RFFA makes a relationship between flood frequency and physiographical characteristics of catchments to estimate flood in ungagged regions like Rahman et al. (2020). In this regard, the performances of the RF and M5 tree network as piecewise linear functions, ANFIS and multivariate regression method were evaluated to estimate flood frequency in the ungagged sub-catchments like Vafakhah and Bozchaloei (2020).

A comparison of the correlation coefficient and root-mean-squared error values indicated an improved performance obtained from the data-driven model compared to traditional methods such as the multivariate regression (MRM) Method.
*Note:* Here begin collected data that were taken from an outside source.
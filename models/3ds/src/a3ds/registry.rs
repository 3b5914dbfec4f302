//! Tag to record type table used while decoding.
//!
//! The registry is the context-free part of tag resolution. Records whose
//! children change meaning depending on where they sit (the face list, for
//! example) resolve those tags themselves before falling back to this table.

use std::collections::HashMap;

use super::{
	camera::Camera,
	chunk::{
		Chunk,
		Unknown
	},
	container::Container,
	light::{
		Light,
		SpotLight
	},
	material::Material,
	mesh::{
		FaceList,
		LocalAxes,
		MapCoords,
		Object,
		VertexList,
		Visibility
	},
	tag,
	value::{
		Color,
		Flag,
		Scalar,
		Version
	}
};

/// Builds an empty record ready to be populated from the stream
pub type Factory = fn(u16) -> Chunk;

#[derive(Clone, Debug)]
pub struct Registry {
	factories: HashMap<u16, Factory>,
}

impl Registry {
	/// Registry without any known tags. Everything decodes as [`Unknown`].
	pub fn empty() -> Self {
		Self {
			factories: HashMap::new(),
		}
	}

	/// Registry with every record type this crate implements
	pub fn standard() -> Self {
		let mut r = Self::empty();

		for t in [tag::MAIN, tag::EDITOR, tag::TRIMESH] {
			r.register(t, |t| Chunk::Container(Container::new(t)));
		}

		for t in [tag::VERSION, tag::MESH_VERSION] {
			r.register(t, |t| Chunk::Version(Version::new(t, 0)));
		}

		for t in [tag::MASTER_SCALE, tag::LIGHT_ROLL, tag::LIGHT_RAY_BIAS, tag::LIGHT_IN_RANGE,
			tag::LIGHT_OUT_RANGE, tag::LIGHT_MULTIPLIER] {
			r.register(t, |t| Chunk::Scalar(Scalar::new(t, 0.0)));
		}

		for t in [tag::LIGHT_OFF, tag::LIGHT_RAYTRACE, tag::LIGHT_CAST_SHADOW] {
			r.register(t, |t| Chunk::Flag(Flag::new(t)));
		}

		for t in [tag::RGB_FLOAT, tag::RGB_BYTE, tag::RGB_BYTE_GAMMA, tag::RGB_FLOAT_GAMMA] {
			r.register(t, |t| Color::for_tag(t).map_or(Chunk::Unknown(Unknown::new(t)), Chunk::Color));
		}

		r.register(tag::OBJECT, |_| Chunk::Object(Object::default()));
		r.register(tag::VERTEX_LIST, |_| Chunk::Vertices(VertexList::default()));
		r.register(tag::FACE_LIST, |_| Chunk::Faces(FaceList::default()));
		r.register(tag::MAP_COORDS, |_| Chunk::MapCoords(MapCoords::default()));
		r.register(tag::LOCAL_AXES, |_| Chunk::LocalAxes(LocalAxes::default()));
		r.register(tag::VISIBLE, |_| Chunk::Visibility(Visibility::default()));
		r.register(tag::LIGHT, |_| Chunk::Light(Light::default()));
		r.register(tag::SPOT_LIGHT, |_| Chunk::SpotLight(SpotLight::default()));
		r.register(tag::CAMERA, |_| Chunk::Camera(Camera::default()));
		r.register(tag::MATERIAL, |_| Chunk::Material(Material::default()));

		r
	}

	/// Adds or replaces the factory for `tag`
	pub fn register(&mut self, tag: u16, factory: Factory) -> Option<Factory> {
		self.factories.insert(tag, factory)
	}

	pub fn unregister(&mut self, tag: u16) -> Option<Factory> {
		self.factories.remove(&tag)
	}

	pub fn contains(&self, tag: u16) -> bool {
		self.factories.contains_key(&tag)
	}

	/// Empty record for `tag`, or [`Unknown`] if the tag is not registered
	pub fn resolve(&self, tag: u16) -> Chunk {
		match self.factories.get(&tag) {
			Some(factory) => factory(tag),
			None => Chunk::Unknown(Unknown::new(tag)),
		}
	}
}

impl Default for Registry {
	fn default() -> Self {
		Self::standard()
	}
}
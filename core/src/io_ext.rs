use std::io::{
	Error,
	ErrorKind,
	Read,
	Result,
	Write
};

use ultraviolet::vec::{
	Vec2,
	Vec3
};

pub trait ReadBinExt: Read {
	/// Reads a null-terminated single-byte string. The terminator is consumed
	/// but not returned; every other byte becomes exactly one `char`.
	#[inline]
	fn read_cstr(&mut self) -> Result<String> {
		let mut s = String::new();
		let mut buf = [0; 1];

		loop {
			self.read_exact(&mut buf)?;
			if buf[0] == 0 {
				break;
			}
			s.push(buf[0] as char);
		}

		Ok(s)
	}

	/// Reads a little endian 2D vector
	#[inline]
	fn read_vec2_le(&mut self) -> Result<Vec2> {
		let mut x = [0; 4];
		let mut y = x;

		self.read_exact(&mut x)?;
		self.read_exact(&mut y)?;

		Ok(Vec2::new(f32::from_le_bytes(x), f32::from_le_bytes(y)))
	}

	/// Reads a little endian 3D vector
	#[inline]
	fn read_vec3_le(&mut self) -> Result<Vec3> {
		let mut x = [0; 4];
		let mut y = x;
		let mut z = y;

		self.read_exact(&mut x)?;
		self.read_exact(&mut y)?;
		self.read_exact(&mut z)?;

		Ok(Vec3::new(f32::from_le_bytes(x), f32::from_le_bytes(y), f32::from_le_bytes(z)))
	}
}

impl<R> ReadBinExt for R
where
	R: Read + ?Sized,
{
}

pub trait WriteBinExt: Write {
	/// Writes a string followed by a null terminator, one byte per `char`.
	/// Returns the number of bytes written.
	///
	/// Fails with [`ErrorKind::InvalidInput`] before writing anything if the
	/// string holds a NUL or a `char` above U+00FF.
	#[inline]
	fn write_cstr(&mut self, s: &str) -> Result<usize> {
		let mut buf = Vec::with_capacity(s.len() + 1);
		for c in s.chars() {
			match u8::try_from(c) {
				Ok(b) if b != 0 => buf.push(b),
				_ => return Err(Error::new(ErrorKind::InvalidInput,
					format!("{:?} cannot be stored as a single-byte C string", s))),
			}
		}
		buf.push(0);

		self.write_all(&buf)?;
		Ok(buf.len())
	}

	/// Writes a little endian 2D vector
	#[inline]
	fn write_vec2_le(&mut self, v: Vec2) -> Result<()> {
		self.write_all(&v.x.to_le_bytes())?;
		self.write_all(&v.y.to_le_bytes())
	}

	/// Writes a little endian 3D vector
	#[inline]
	fn write_vec3_le(&mut self, v: Vec3) -> Result<()> {
		self.write_all(&v.x.to_le_bytes())?;
		self.write_all(&v.y.to_le_bytes())?;
		self.write_all(&v.z.to_le_bytes())
	}
}

impl<W> WriteBinExt for W
where
	W: Write + ?Sized,
{
}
However, the performance of the RF model is almost similar to the M5 and ANFIS models.

Conclusions

Knowing the magnitude of historical floods in a particular area is crucial for designing hydraulic structures. Small and medium watersheds often lack ground flow measurement stations due to the costs involved in building and maintaining them. In contrast, hydraulic structures need to be built on rivers in these areas in order to develop civil and agricultural activities. Therefore, the flood discharge design must be determined. This study used machine learning models to estimate the peak flow of ungauged watersheds.

The following model performance was found in this study:

The procreated dendriform structure of multi-linear models utilized in RF and M5 is comprehensible and straightforward to grasp for decision-makers. It also provides an honest overview of the relationships between the physiographic characteristics of the watershed;

The RF and M5 model permits to simply create a family of explainable models with a varied number of component models and thus varied strength and correctness;

Modeling with the RF and M5 are the fastest data-driven models (proceeding of data with RF and M5 is faster than ANFIS);

The information encapsulated in RF and M5 algorithms can potentially assist in variable selection and the evaluation of their relationships when processing data with other models. For instance, M5 can aid users in determining the sensitivity of the data.